Psicólogos de la Universidad de Leiden también descubrieron que quienes han sufrido más eventos adversos en su vida son más propensos a reaccionar paralizándose, probablemente porque han desarrollado una indefensión aprendida, la cual les hace pensar que nada de lo que hagan puede subvertir la situación.

Para revertir este estado existen dos herramientas sencillas pero muy poderosas. Una de ellas es la respiración profunda. Se trata de una excelente estrategia para calmar las emociones y no sentirnos superados por las circunstancias. La respiración profunda nos devuelve la calma mientras nos ayuda a centrarnos en el aquí y ahora. Nos permite estar plenamente presentes, pero con la sensación de control, de manera que no sentiremos la necesidad de escapar.

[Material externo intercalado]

fn extract_rows<'a>(insert: &'a ast::Insert, table: &'static str) -> Result<Vec<Row<'a>>, SqlError> {
    if insert.columns.is_empty() {
        return Err(SqlError::Parse(format!("INSERT INTO {table} needs a column list")));
    }
    let columns: Vec<String> = insert.columns.iter().map(|c| c.value.to_lowercase()).collect();
    let body = insert
        .source
        .as_ref()
        .ok_or(SqlError::Parse("no VALUES".into()))?;
    let values = match body.body.as_ref() {
        SetExpr::Values(values) => values,
        _ => return Err(SqlError::Parse("expected VALUES".into())),
    };
    if values.rows.is_empty() {
        return Err(SqlError::Parse("empty VALUES".into()));
    }
    values
        .rows
        .iter()
        .map(|row| {
            if row.len() != columns.len() {
                return Err(SqlError::WrongArity(table, columns.len(), row.len()));
            }
            Ok(Row {
                table,
                cells: columns.iter().cloned().zip(row.iter()).collect(),
            })
        })
        .collect()
}

fn extract_where_id(selection: &Option<Expr>) -> Result<Ulid, SqlError> {
    let sel = selection.as_ref().ok_or(SqlError::MissingFilter("id"))?;
    match sel {
        Expr::BinaryOp {
            left,
            op: ast::BinaryOperator::Eq,
            right,
        } => {
            if expr_column_name(left).as_deref() == Some("id") {
                parse_ulid(right)
            } else {
                Err(SqlError::MissingFilter("id"))
            }
        }
        _ => Err(SqlError::MissingFilter("id")),
    }
}

fn expr_column_name(expr: &Expr) -> Option<String> {
    match expr {
        Expr::Identifier(ident) => Some(ident.value.to_lowercase()),
        Expr::CompoundIdentifier(parts) => parts.last().map(|i| i.value.to_lowercase()),
        _ => None,
    }
}

fn extract_value(expr: &Expr) -> Option<&Value> {
    match expr {
        Expr::Value(ValueWithSpan { value, .. }) => Some(value),
        _ => None,
    }
}

fn is_null(expr: &Expr) -> bool {
    matches!(extract_value(expr), Some(Value::Null))
}

fn parse_string(expr: &Expr) -> Result<String, SqlError> {
    match extract_value(expr) {
        Some(Value::SingleQuotedString(s)) => Ok(s.clone()),
        Some(Value::Number(s, _)) => Ok(s.clone()),
        Some(value) => Err(SqlError::Parse(format!("expected string, got {value:?}"))),
        None => Err(SqlError::Parse(format!("expected value, got {expr:?}"))),
    }
}

fn parse_ulid(expr: &Expr) -> Result<Ulid, SqlError> {
    let s = parse_string(expr)?;
    Ulid::from_string(&s).map_err(|e| SqlError::Parse(format!("bad ULID: {e}")))
}

fn parse_date(expr: &Expr) -> Result<NaiveDate, SqlError> {
    let s = parse_string(expr)?;
    NaiveDate::parse_from_str(&s, "%Y-%m-%d").map_err(|e| SqlError::Parse(format!("bad date {s}: {e}")))
}

fn parse_time(expr: &Expr) -> Result<NaiveTime, SqlError> {
    let s = parse_string(expr)?;
    NaiveTime::parse_from_str(&s, "%H:%M")
        .or_else(|_| NaiveTime::parse_from_str(&s, "%H:%M:%S"))
        .map_err(|e| SqlError::Parse(format!("bad time {s}: {e}")))
}

/// Bounds are checked by the engine, not here.
fn parse_span(row: &Row<'_>) -> Result<Span, SqlError> {
    Ok(Span {
        start: parse_time(row.get("start_time")?)?,
        end: parse_time(row.get("end_time")?)?,
    })
}

/// `'mon,wed,fri'` for a weekly rule, `'2024-06-10'` for a one-off.
fn parse_recurrence(expr: &Expr) -> Result<Recurrence, SqlError> {
    let s = parse_string(expr)?;
    if let Ok(date) = NaiveDate::parse_from_str(&s, "%Y-%m-%d") {
        return Ok(Recurrence::On(date));
    }
    let mut days = Vec::new();
    for part in s.split(',').map(str::trim).filter(|p| !p.is_empty()) {
        let day: Weekday = part
            .parse()
            .map_err(|_| SqlError::Parse(format!("bad weekday: {part}")))?;
        if !days.contains(&day) {
            days.push(day);
        }
    }
    Ok(Recurrence::Weekly(days))
}

fn parse_i64(expr: &Expr) -> Result<i64, SqlError> {
    if let Some(value) = extract_value(expr) {
        match value {
            Value::Number(s, _) | Value::SingleQuotedString(s) => s
                .parse()
                .map_err(|e| SqlError::Parse(format!("bad i64: {e}"))),
            _ => Err(SqlError::Parse(format!("expected number, got {value:?}"))),
        }
    } else if let Expr::UnaryOp {
        op: ast::UnaryOperator::Minus,
        expr,
    } = expr
    {
        Ok(-parse_i64(expr)?)
    } else {
        Err(SqlError::Parse(format!("expected value, got {expr:?}")))
    }
}

fn parse_u32(expr: &Expr) -> Result<u32, SqlError> {
    let v = parse_i64(expr)?;
    u32::try_from(v).map_err(|_| SqlError::Parse(format!("{v} out of u32 range")))
}

fn parse_u8(expr: &Expr) -> Result<u8, SqlError> {
    let v = parse_i64(expr)?;
    u8::try_from(v).map_err(|_| SqlError::Parse(format!("{v} out of u8 range")))
}

fn parse_bool(expr: &Expr) -> Result<bool, SqlError> {
    if let Some(value) = extract_value(expr) {
        match value {
            Value::Boolean(b) => Ok(*b),
            Value::SingleQuotedString(s) => match s.to_lowercase().as_str() {
                "true" | "t" | "1" => Ok(true),
                "false" | "f" | "0" => Ok(false),
                _ => Err(SqlError::Parse(format!("bad bool: {s}"))),
            },
            Value::Number(n, _) => Ok(n != "0"),
            _ => Err(SqlError::Parse(format!("expected bool, got {value:?}"))),
        }
    } else {
        Err(SqlError::Parse(format!("expected value, got {expr:?}")))
    }
}

// ── Errors ────────────────────────────────────────────────────

#[derive(Debug, Error)]
pub enum SqlError {
    #[error("parse error: {0}")]
    Parse(String),
    #[error("empty query")]
    Empty,
    #[error("unsupported: {0}")]
    Unsupported(String),
    #[error("unknown table: {0}")]
    UnknownTable(String),
    #[error("{0}: expected {1} values, got {2}")]
    WrongArity(&'static str, usize, usize),
    #[error("{0}: missing column {1}")]
    MissingColumn(&'static str, &'static str),
    #[error("missing filter: {0}")]
    MissingFilter(&'static str),
}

Para luchar contra la “sequía emocional” necesitamos adoptar una postura más hedonista, lo cual significa priorizar aquellas cosas que nos hagan sentir bien. Cada día, debemos darnos pequeñas recompensas que nos reconforten y animen, para sacarnos de ese gris letargo que puede conducir a la depresión. La alegría, la curiosidad, la generosidad, el amor o el agradecimiento irán recargando nuestro “depósito emocional” para que podamos recuperar el equilibrio perdido.